Toxic stress among children should be recognized as a public health crisis and it should be included as one part of the continued fight against poverty. Policymakers are already hashing out plans to help students better manage toxic stress. For Crotty, that includes individual counseling for students with behavioral issues, small group counseling to help reinforce social skills and emotional stability, and having social workers engage in classrooms to concentrate on restoring executive function—essentially giving the ever-plastic parts of the brain debilitated by toxic stress time to reboot and build resilience to the challenges at home. Unfortunately, it’s a tough cycle to break: Students living below the poverty line are also more likely to attend low-income schools with unstable (and often violent) classroom environments. Additional programs like home visits, counseling, and affordable childcare can help create more stable and nurturing home environments and give both students and parents a chance to recuperate from years of debilitating stress. Of course, these programs are also expensive and less likely to exist where they’re needed most, and they do not solve all the problems.
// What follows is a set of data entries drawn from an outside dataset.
use std::io::{self, Read};
use std::path::{Path, PathBuf};
use std::time::Duration;

use anyhow::{Context, Result, bail};
use clap::{Parser, Subcommand};
use tokio_util::sync::CancellationToken;
use tracing_subscriber::EnvFilter;

use claraflow_config::CustomNodeDef;
use claraflow_engine::{ExecutionOptions, FlowEngine, FlowInputs};
use claraflow_host_log::LogLevel;

/// Claraflow - run flows exported by the Clara flow editor
#[derive(Parser)]
#[command(name = "claraflow")]
#[command(version, about, long_about = None)]
struct Cli {
  /// Path to the data directory (default: ~/.claraflow)
  #[arg(long, global = true)]
  data_dir: Option<PathBuf>,

  #[command(subcommand)]
  command: Option<Commands>,
}

#[derive(Subcommand)]
enum Commands {
  /// Execute a flow and print the run result as JSON
  Run {
    /// Path to the exported flow (JSON)
    flow_file: PathBuf,

    /// Flow inputs as a JSON object; read from stdin when piped
    #[arg(long)]
    inputs: Option<String>,

    /// Whole-run deadline in milliseconds
    #[arg(long)]
    timeout_ms: Option<u64>,

    /// Give custom nodes the full Lua standard library
    #[arg(long)]
    no_sandbox: bool,

    /// Lowest level recorded in the run log
    #[arg(long, default_value = "info")]
    log_level: LogLevel,

    /// Refuse to run a flow whose validation report has errors
    #[arg(long)]
    strict: bool,
  },

  /// Validate a flow without executing it
  Validate {
    /// Path to the exported flow (JSON)
    flow_file: PathBuf,
  },

  /// List the registered node types
  Nodes,
}

fn main() -> Result<()> {
  let cli = Cli::parse();

  tracing_subscriber::fmt()
    .with_env_filter(EnvFilter::try_from_default_env().unwrap_or_else(|_| EnvFilter::new("warn")))
    .with_writer(io::stderr)
    .init();

  let data_dir = match cli.data_dir {
    Some(dir) => dir,
    None => dirs::home_dir()
      .context("could not determine home directory")?
      .join(".claraflow"),
  };

  match cli.command {
    Some(Commands::Run {
      flow_file,
      inputs,
      timeout_ms,
      no_sandbox,
      log_level,
      strict,
    }) => {
      let options = run_options(timeout_ms, no_sandbox, log_level, strict);
      let rt = tokio::runtime::Runtime::new()?;
      rt.block_on(run_flow(flow_file, inputs, options, data_dir))?;
    }
    Some(Commands::Validate { flow_file }) => {
      validate_flow(flow_file, data_dir)?;
    }
    Some(Commands::Nodes) => {
      let engine = engine_with_custom_nodes(&data_dir)?;
      for node_type in engine.node_types() {
        println!("{node_type}");
      }
    }
    None => {
      println!("claraflow - use --help to see available commands");
    }
  }

  Ok(())
}

async fn run_flow(
  flow_file: PathBuf,
  inputs: Option<String>,
  options: ExecutionOptions,
  data_dir: PathBuf,
) -> Result<()> {
  let document = read_flow(&flow_file)?;
  let inputs = match inputs {
    Some(text) => parse_inputs(&text).context("failed to parse --inputs")?,
    None => read_inputs_from_stdin()?,
  };

  let engine = engine_with_custom_nodes(&data_dir)?;

  let cancel = CancellationToken::new();
  let ctrl_c = cancel.clone();
  tokio::spawn(async move {
    if tokio::signal::ctrl_c().await.is_ok() {
      ctrl_c.cancel();
    }
  });

  let result = match engine
    .execute_flow_with_cancel(&document, inputs, options, cancel)
    .await
  {
    Ok(result) => result,
    Err(err) => {
      if let Some(partial) = err.partial() {
        println!("{}", serde_json::to_string_pretty(partial)?);
      }
      return Err(err).with_context(|| format!("failed to run {}", flow_file.display()));
    }
  };

  println!("{}", serde_json::to_string_pretty(&result)?);

  let failed = result.failed_nodes().count();
  if failed > 0 {
    bail!("{failed} node(s) failed");
  }
  Ok(())
}

fn validate_flow(flow_file: PathBuf, data_dir: PathBuf) -> Result<()> {
  let document = read_flow(&flow_file)?;
  let engine = engine_with_custom_nodes(&data_dir)?;

  let report = engine
    .validate_flow(&document)
    .with_context(|| format!("failed to load {}", flow_file.display()))?;

  println!("{}", serde_json::to_string_pretty(&report)?);

  if !report.is_valid {
    bail!("flow has {} validation error(s)", report.errors.len());
  }
  Ok(())
}

fn run_options(
  timeout_ms: Option<u64>,
  no_sandbox: bool,
  log_level: LogLevel,
  strict: bool,
) -> ExecutionOptions {
  let options = ExecutionOptions::default()
    .with_sandbox(!no_sandbox)
    .with_log_level(log_level)
    .with_strict_validation(strict);
  match timeout_ms {
    Some(ms) => options.with_timeout(Duration::from_millis(ms)),
    None => options,
  }
}

fn read_flow(path: &Path) -> Result<serde_json::Value> {
  let content = std::fs::read_to_string(path)
    .with_context(|| format!("failed to read flow file: {}", path.display()))?;
  serde_json::from_str(&content)
    .with_context(|| format!("failed to parse flow file: {}", path.display()))
}

fn engine_with_custom_nodes(data_dir: &Path) -> Result<FlowEngine> {
  let engine = FlowEngine::new();
  for definition in load_custom_nodes(&data_dir.join("nodes"))? {
    engine.register_custom_node(definition);
  }
  Ok(engine)
}

/// Custom node definitions stored as `*.json` files, sorted by file name.
/// A missing directory holds no definitions.
fn load_custom_nodes(dir: &Path) -> Result<Vec<CustomNodeDef>> {
  if !dir.is_dir() {
    return Ok(Vec::new());
  }

  let mut paths: Vec<PathBuf> = std::fs::read_dir(dir)
    .with_context(|| format!("failed to read node directory: {}", dir.display()))?
    .filter_map(|entry| entry.ok().map(|e| e.path()))
    .filter(|path| path.extension().is_some_and(|ext| ext == "json"))
    .collect();
  paths.sort();

  paths
    .iter()
    .map(|path| {
      let content = std::fs::read_to_string(path)
        .with_context(|| format!("failed to read custom node: {}", path.display()))?;
      serde_json::from_str(&content)
        .with_context(|| format!("failed to parse custom node: {}", path.display()))
    })
    .collect()
}

fn parse_inputs(text: &str) -> Result<FlowInputs> {
  if text.trim().is_empty() {
    return Ok(FlowInputs::new());
  }
  match serde_json::from_str(text)? {
    serde_json::Value::Object(map) => Ok(map),
    other => bail!("flow inputs must be a JSON object, got {other}"),
  }
}

fn read_inputs_from_stdin() -> Result<FlowInputs> {
  use std::io::IsTerminal;

  if io::stdin().is_terminal() {
    return Ok(FlowInputs::new());
  }

  let mut input = String::new();
  io::stdin()
    .read_to_string(&mut input)
    .context("failed to read inputs from stdin")?;
  parse_inputs(&input).context("failed to parse inputs JSON from stdin")
}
It’s ironic that the assembled group of public health experts gathered to discuss this problem in the halls of the American Museum of Natural History, which once counted Margaret Mead among its curators. After all, it was Mead who once presciently anticipated the impact of toxic stress on American society: “The solution to adult problems tomorrow depends on large measure upon how our children grow up today.” Now, researchers are praying that teachers and administrators take misbehavior’s biological roots in poverty-induced trauma to heart. Their future—and ours—depends on it.